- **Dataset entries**
- - - - -
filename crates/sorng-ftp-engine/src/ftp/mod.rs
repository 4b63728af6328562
//! # FTP/FTPS transfer engine
//!
//! Client side of RFC 959 with the extensions a transfer engine needs:
//! - **RFC 2228 / 4217**: AUTH TLS / FTPS (Explicit & Implicit), PBSZ/PROT
//! - **RFC 3659**: SIZE, MDTM, REST STREAM
//! - **RFC 2389**: FEAT negotiation
//! - **RFC 2428**: EPSV / EPRT (IPv6-ready)
//!
//! Architecture:
//! - `types`: data structures, enums, config, `FtpReply`
//! - `error`: FTP-specific error type
//! - `protocol`: line codec, reply assembly, stale-data probe, deadlines
//! - `connection`: DNS + ordered TCP connect
//! - `tls`: `TlsProvider` and the rustls implementation
//! - `handshake`: banner, AUTH TLS, USER/PASS, PBSZ/PROT, FEAT
//! - `capabilities`: FEAT parsing, `ServerQuirks`
//! - `control`: control channel with reconnect and stale-data recovery
//! - `transfer`: data channel negotiation (PASV/EPSV/PORT/EPRT)
//! - `data_channel`: per-command data socket and its final reply
//! - `throttle`: rate limiting and chunk sizing
//! - `transfer_loop`: chunked, resumable download/upload pump
//! - `properties`: SIZE, MDTM, HASH
//! - `verify`: post-transfer verification
//! - `client`: `FtpClient` façade
//! - `directory`: mkdir, rmdir, rename, delete
//! - `file_ops`: download/upload with existence policy, verify and retry
//! - `queue`: concurrent batch transfers over cloned connections

pub mod types;
pub mod error;
pub mod protocol;
pub mod connection;
pub mod tls;
pub mod handshake;
pub mod capabilities;
pub mod control;
pub mod transfer;
pub mod data_channel;
pub mod throttle;
pub mod transfer_loop;
pub mod properties;
pub mod verify;
pub mod client;
pub mod directory;
pub mod file_ops;
pub mod queue;

// Re-exports for lib.rs consumers
pub use types::*;
pub use error::{FtpError, FtpErrorKind, FtpResult};
pub use capabilities::{FtpCapability, NoQuirks, ServerFeatures, ServerQuirks};
pub use client::FtpClient;
pub use control::ControlChannel;
pub use data_channel::DataChannel;
pub use queue::{TransferOutcome, TransferQueue, TransferRequest};
pub use tls::{RustlsProvider, TlsProvider};
pub use transfer::{open_data_channel, open_data_channel_at, Restart};
pub use transfer_loop::{TransferJob, Unseekable, UploadSource};
pub use verify::{FtpHash, LocalSide, ServerVerifier, VerificationProvider};
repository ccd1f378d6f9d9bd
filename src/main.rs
use tracing::{info, warn};
use tracing_subscriber::{layer::SubscriberExt, util::SubscriberInitExt};

use announcements_board::{
    config::Config, open_store, router, storage::AnnouncementStore, AppState,
};

#[tokio::main]
async fn main() -> anyhow::Result<()> {
    let _ = dotenvy::dotenv();

    tracing_subscriber::registry()
        .with(tracing_subscriber::EnvFilter::from_default_env())
        .with(tracing_subscriber::fmt::layer())
        .init();

    let config = Config::from_env()?;
    let store = open_store(&config).await?;
    let backend = store.backend();
    let app = router(AppState::new(store));

    let addr = format!("{}:{}", config.host, config.port);
    info!(backend, "Announcements board listening on {}", addr);

    let listener = tokio::net::TcpListener::bind(&addr).await?;
    axum::serve(listener, app)
        .with_graceful_shutdown(shutdown_signal())
        .await?;

    info!("Server stopped");
    Ok(())
}

async fn shutdown_signal() {
    let ctrl_c = async {
        if let Err(e) = tokio::signal::ctrl_c().await {
            warn!("Failed to listen for Ctrl+C: {e}");
            std::future::pending::<()>().await;
        }
    };

    #[cfg(unix)]
    let terminate = async {
        match tokio::signal::unix::signal(tokio::signal::unix::SignalKind::terminate()) {
            Ok(mut signal) => {
                signal.recv().await;
            }
            Err(e) => {
                warn!("Failed to listen for SIGTERM: {e}");
                std::future::pending::<()>().await;
            }
        }
    };

    #[cfg(not(unix))]
    let terminate = std::future::pending::<()>();

    tokio::select! {
        _ = ctrl_c => {
            warn!("Received Ctrl+C, shutting down");
        }
        _ = terminate => {
            warn!("Received SIGTERM, shutting down");
        }
    }
}
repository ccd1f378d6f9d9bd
pub mod announcements;
pub mod metrics;
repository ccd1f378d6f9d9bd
pub mod announcement;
- - - - -
- **Task requirements**
Please output exactly the lines between the one holding "pub mod protocol;" and the one holding "pub use types::*;" in the records above, inclusive, and nothing more.

- **Solution to the exercise**
pub mod protocol;
pub mod connection;
pub mod tls;
pub mod handshake;
pub mod capabilities;
pub mod control;
pub mod transfer;
pub mod data_channel;
pub mod throttle;
pub mod transfer_loop;
pub mod properties;
pub mod verify;
pub mod client;
pub mod directory;
pub mod file_ops;
pub mod queue;

// Re-exports for lib.rs consumers
pub use types::*;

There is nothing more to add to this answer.